Il peso del tema dei valori familiari è provato dall'avanzata repubblicano nelle coppie sposate: gli uomini sposati hanno votato Kerry al 40 % e Bush al 59%, mentre la percentuale è invertita per gli uomini single: 40% per Bush e 58% per Kerry; lo stesso avviene tra le donne: le sposate hanno votato al 57% per Bush e al 42% per Kerry, mentre le single hanno votato al 35% per Bush e al 64% per Kerry. La percentuale di donne sposate che hanno votato per Bush sale ancora, al 65%, fra le sposate che non hanno frequentato l'università.

Sono le madri di famiglia non istruite che hanno rappresentato la falange di sfondamento per Bush. Ecco perché una buona parte del partito democratico spinge per uno spostarsi sul moralismo cristiano. Questa mossa metterebbe fuori gioco non solo l'ala progressista del partito ma anche la destra clintoniana, considerata troppo laica e liberal. In ogni caso metterebbe fuori gioco una candidatura Hillary Clinton nel 2008. L'aspetto paradossale è che i grandi miliardari che hanno sostenuto la campagna di Kerry sono molto più a sinistra dell'apparato di partito. Lo è George Soros che ha finanziato le organizzazioni indipendenti come il sito MoveOn e il gruppo AmericaComingTogether che con la loro mobilitazione capillare hanno limitato la sconfitta che altrimenti sarebbe stata una disfatta storica. Lo è John Sperling (il fondatore dell'università di Phoenix) che ha finanziato uno studio in cui si conclude che l'unica possibilità di vittoria per i democratici è di radicalizzare il proprio messaggio.

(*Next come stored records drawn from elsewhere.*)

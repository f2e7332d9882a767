//! OpenAI-compatible chat completion client.
//!
//! Speaks the `/v1/chat/completions` wire format with a bearer credential
//! supplied per call by the gateway, so key rotation never requires
//! rebuilding the client.

use async_trait::async_trait;
use gateway_core::{
    ChatMessage, CompletionRequest, CompletionResponse, CompletionService, Credential, Dependency,
    GatewayError, Usage,
};
use reqwest::Client;
use serde::{Deserialize, Serialize};
use std::time::Duration;
use tracing::{debug, warn};

const DEPENDENCY: Dependency = Dependency::CompletionService;

/// Completion client configuration
#[derive(Debug, Clone)]
pub struct HttpCompletionConfig {
    /// Base URL, e.g. `https://api.openai.com`
    pub base_url: String,
    /// Model used when the request does not name one
    pub default_model: String,
    /// Transport-level timeout; the invoker applies its own per-attempt deadline
    pub timeout: Duration,
}

impl HttpCompletionConfig {
    /// Create a configuration
    #[must_use]
    pub fn new(base_url: impl Into<String>, default_model: impl Into<String>) -> Self {
        Self {
            base_url: base_url.into(),
            default_model: default_model.into(),
            timeout: Duration::from_secs(120),
        }
    }

    /// Set the transport timeout
    #[must_use]
    pub fn with_timeout(mut self, timeout: Duration) -> Self {
        self.timeout = timeout;
        self
    }

    fn completions_url(&self) -> String {
        format!("{}/v1/chat/completions", self.base_url.trim_end_matches('/'))
    }
}

/// HTTP completion service client
#[derive(Debug, Clone)]
pub struct HttpCompletionClient {
    config: HttpCompletionConfig,
    client: Client,
}

impl HttpCompletionClient {
    /// Create a client
    ///
    /// # Errors
    /// Returns error if the base URL is invalid or the HTTP client cannot be built
    pub fn new(config: HttpCompletionConfig) -> Result<Self, GatewayError> {
        url::Url::parse(&config.base_url).map_err(|e| {
            GatewayError::configuration(format!(
                "invalid completion base URL '{}': {e}",
                config.base_url
            ))
        })?;

        let client = Client::builder()
            .timeout(config.timeout)
            .pool_max_idle_per_host(16)
            .build()
            .map_err(|e| GatewayError::internal(format!("Failed to create HTTP client: {e}")))?;

        Ok(Self { config, client })
    }

    /// Client configuration
    #[must_use]
    pub fn config(&self) -> &HttpCompletionConfig {
        &self.config
    }

    fn transform_request(&self, request: &CompletionRequest) -> ChatCompletionRequest {
        ChatCompletionRequest {
            model: request
                .model
                .clone()
                .unwrap_or_else(|| self.config.default_model.clone()),
            messages: request.messages.iter().map(WireMessage::from_message).collect(),
            max_tokens: request.max_tokens,
            temperature: request.temperature,
        }
    }

    fn transform_response(response: ChatCompletionResponse) -> Result<CompletionResponse, GatewayError> {
        let text = response
            .choices
            .into_iter()
            .next()
            .and_then(|choice| choice.message.content)
            .ok_or_else(|| {
                GatewayError::dependency(DEPENDENCY, "response contained no choices", None, false)
            })?;

        Ok(CompletionResponse {
            text,
            model: response.model,
            usage: response.usage.map(|u| Usage {
                prompt_tokens: u.prompt_tokens,
                completion_tokens: u.completion_tokens,
            }),
        })
    }
}

/// Map a non-success response to a gateway error
fn map_error_response(status: u16, body: &str) -> GatewayError {
    let message = serde_json::from_str::<ErrorResponse>(body)
        .map(|e| e.error.message)
        .unwrap_or_else(|_| format!("HTTP {status}"));
    GatewayError::from_status(DEPENDENCY, status, message)
}

pub(crate) fn map_transport_error(dependency: Dependency, err: &reqwest::Error) -> GatewayError {
    if err.is_timeout() {
        return GatewayError::dependency(dependency, "transport timeout", None, true);
    }
    GatewayError::dependency(dependency, format!("request failed: {err}"), None, true)
}

#[async_trait]
impl CompletionService for HttpCompletionClient {
    async fn complete(
        &self,
        credential: &Credential,
        request: &CompletionRequest,
    ) -> Result<CompletionResponse, GatewayError> {
        let body = self.transform_request(request);
        let url = self.config.completions_url();

        debug!(model = %body.model, messages = body.messages.len(), "Sending completion request");

        let response = self
            .client
            .post(&url)
            .bearer_auth(credential.expose_str()?)
            .json(&body)
            .send()
            .await
            .map_err(|e| map_transport_error(DEPENDENCY, &e))?;

        let status = response.status();
        if !status.is_success() {
            let body = response.text().await.unwrap_or_default();
            warn!(status = status.as_u16(), "Completion service returned an error");
            return Err(map_error_response(status.as_u16(), &body));
        }

        let parsed: ChatCompletionResponse = response.json().await.map_err(|e| {
            GatewayError::dependency(DEPENDENCY, format!("Failed to parse response: {e}"), None, false)
        })?;

        Self::transform_response(parsed)
    }

    fn name(&self) -> &str {
        "http-completion"
    }
}

#[derive(Debug, Serialize)]
struct ChatCompletionRequest {
    model: String,
    messages: Vec<WireMessage>,
    #[serde(skip_serializing_if = "Option::is_none")]
    max_tokens: Option<u32>,
    #[serde(skip_serializing_if = "Option::is_none")]
    temperature: Option<f32>,
}

#[derive(Debug, Serialize)]
struct WireMessage {
    role: String,
    content: String,
}

impl WireMessage {
    fn from_message(message: &ChatMessage) -> Self {
        Self {
            role: message.role.to_string(),
            content: message.content.clone(),
        }
    }
}

#[derive(Debug, Deserialize)]
struct ChatCompletionResponse {
    #[serde(default)]
    model: String,
    choices: Vec<WireChoice>,
    #[serde(default)]
    usage: Option<WireUsage>,
}

#[derive(Debug, Deserialize)]
struct WireChoice {
    message: WireResponseMessage,
}

#[derive(Debug, Deserialize)]
struct WireResponseMessage {
    content: Option<String>,
}

#[derive(Debug, Deserialize)]
struct WireUsage {
    prompt_tokens: u32,
    completion_tokens: u32,
}

#[derive(Debug, Deserialize)]
struct ErrorResponse {
    error: ErrorBody,
}

#[derive(Debug, Deserialize)]
struct ErrorBody {
    message: String,
}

In effetti la mobilitazione esterna al partito è l'unico fattore che nei calcoli degli strateghi democratici potrebbe limitare lo slittamento a destra: è sotto gli occhi di tutti quanto è stata anemica la campagna democratica là dove le organizzazioni esterne, la «sinistra extraparlamentare» non ha mobilitato le masse dei suoi militanti. Sinistra e partito democratico si erano uniti in un matrimonio di convenienza solo per battere Bush. Ora la ricalibratura religiosa che chiede John Podesta potrebbe accelerare il loro divorzio.